La Parisienne n’est pas seulement l’image glacée d’une gravure de mode chic et fragile perchée sur des talons hauts. Être Parisienne c’est aussi une attitude dans la vie. L’unique, violente et sanglante histoire de Paris a construit l’âme de la Parisienne qui a une forte personnalité et qui est fière de sa ville pour laquelle elle s’est battue.

La Parisienne est franche. Elle peut être quelquefois gouailleuse et rebelle comme les chanteuses Édith Piaf et Juliette Greco. Elle peut être aussi bourgeoise et conservatrice comme l’actrice Catherine Deneuve et Fanny Ardant. Elle a toujours l’esprit vif et déteste la perfection parce que la perfection c’est ennuyeux. Alors au lieu d’essayer d’être parfaite, la Parisienne préfère exprimer sa personnalité grâce à son style de mode et son attitude dans la vie.

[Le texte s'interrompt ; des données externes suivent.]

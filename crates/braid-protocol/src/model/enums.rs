//! Protocol enumerations

use crate::error::ProtocolError;
use braid_crypto::KemAlgorithm;
use std::fmt;
use std::str::FromStr;

/// How per-source secrets are combined into the hybrid key
#[derive(Debug, Clone, Copy, PartialEq, Eq)]
pub enum HybridizationMethod {
    /// Byte-wise XOR at the QoS chunk size
    Xor,
    /// HMAC-SHA-256 keyed by the first secret
    Hmac,
    /// Forward and reverse HMAC, XORed together
    XorHmac,
}

impl HybridizationMethod {
    /// Canonical query-parameter spelling
    pub fn name(&self) -> &'static str {
        match self {
            Self::Xor => "xoring",
            Self::Hmac => "hmac",
            Self::XorHmac => "xorhmac",
        }
    }
}

impl fmt::Display for HybridizationMethod {
    fn fmt(&self, f: &mut fmt::Formatter<'_>) -> fmt::Result {
        f.write_str(self.name())
    }
}

impl FromStr for HybridizationMethod {
    type Err = ProtocolError;

    /// Case-insensitive lookup by canonical name
    fn from_str(s: &str) -> Result<Self, Self::Err> {
        [Self::Xor, Self::Hmac, Self::XorHmac]
            .into_iter()
            .find(|method| method.name().eq_ignore_ascii_case(s))
            .ok_or_else(|| {
                ProtocolError::InvalidRequest(format!("unknown hybridization method {:?}", s))
            })
    }
}

/// Family a key source belongs to
#[derive(Debug, Clone, Copy, PartialEq, Eq)]
pub enum KeyType {
    /// Quantum key distribution, via the upstream KMS
    Qkd,
    /// Post-quantum KEM over the peer channel
    Pqc,
}

impl fmt::Display for KeyType {
    fn fmt(&self, f: &mut fmt::Formatter<'_>) -> fmt::Result {
        match self {
            Self::Qkd => f.write_str("QKD"),
            Self::Pqc => f.write_str("PQC"),
        }
    }
}

/// One entry of the `key_sources=` request parameter
#[derive(Debug, Clone, Copy, PartialEq, Eq)]
pub enum KeyExtractionAlgorithm {
    /// The special value `QKD`
    Qkd,
    /// A post-quantum KEM by name
    Kem(KemAlgorithm),
}

impl KeyExtractionAlgorithm {
    /// Which source family this algorithm instantiates
    pub fn key_type(&self) -> KeyType {
        match self {
            Self::Qkd => KeyType::Qkd,
            Self::Kem(_) => KeyType::Pqc,
        }
    }
}

impl fmt::Display for KeyExtractionAlgorithm {
    fn fmt(&self, f: &mut fmt::Formatter<'_>) -> fmt::Result {
        match self {
            Self::Qkd => f.write_str("QKD"),
            Self::Kem(alg) => f.write_str(alg.name()),
        }
    }
}

impl FromStr for KeyExtractionAlgorithm {
    type Err = ProtocolError;

    /// Case-insensitive: `QKD` or any catalogue KEM name
    fn from_str(s: &str) -> Result<Self, Self::Err> {
        if s.eq_ignore_ascii_case("QKD") {
            return Ok(Self::Qkd);
        }
        s.parse::<KemAlgorithm>()
            .map(Self::Kem)
            .map_err(ProtocolError::Crypto)
    }
}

Au 19e siècle, avant l’invention de la photographie il y eut les peintres français. Les peintres Impressionnistes, tous parisiens, ont fait la promotion à travers le monde d’une Parisienne icône de la mode. Claude Monet, Auguste Renoir et Edgar Degas ont tous peint l’élégante et hiératique Parisienne de la bourgeoisie. Vous pouvez l’admirer, avec sa fantastique robe du premier couturier, l’Anglais mais si Parisien, Worth. Les Impressionnistes ont également représenté la fraîche et joyeuse Parisienne de la classe ouvrière qui s’amuse le week-end en bord de Seine près de Paris. Édouard Manet avait une fascination pour la Parisienne. Il a peint beaucoup de Parisiennes fières et pleine d’allure. Grâce à son talent, nous pouvons découvrir un magnifique chapeau, le tissu délicat et multicolore d’une robe de soie, une paire de gants scintillants et des rubans. Bien sûr, Manet a aussi l’art de suggérer le corset très serré de cette femme élégante à la taille si fine et si sexy (voir les tableaux : La femme et le Perroquet 1868, La femme au Balcon 1868 et Le chemin de fer 1873).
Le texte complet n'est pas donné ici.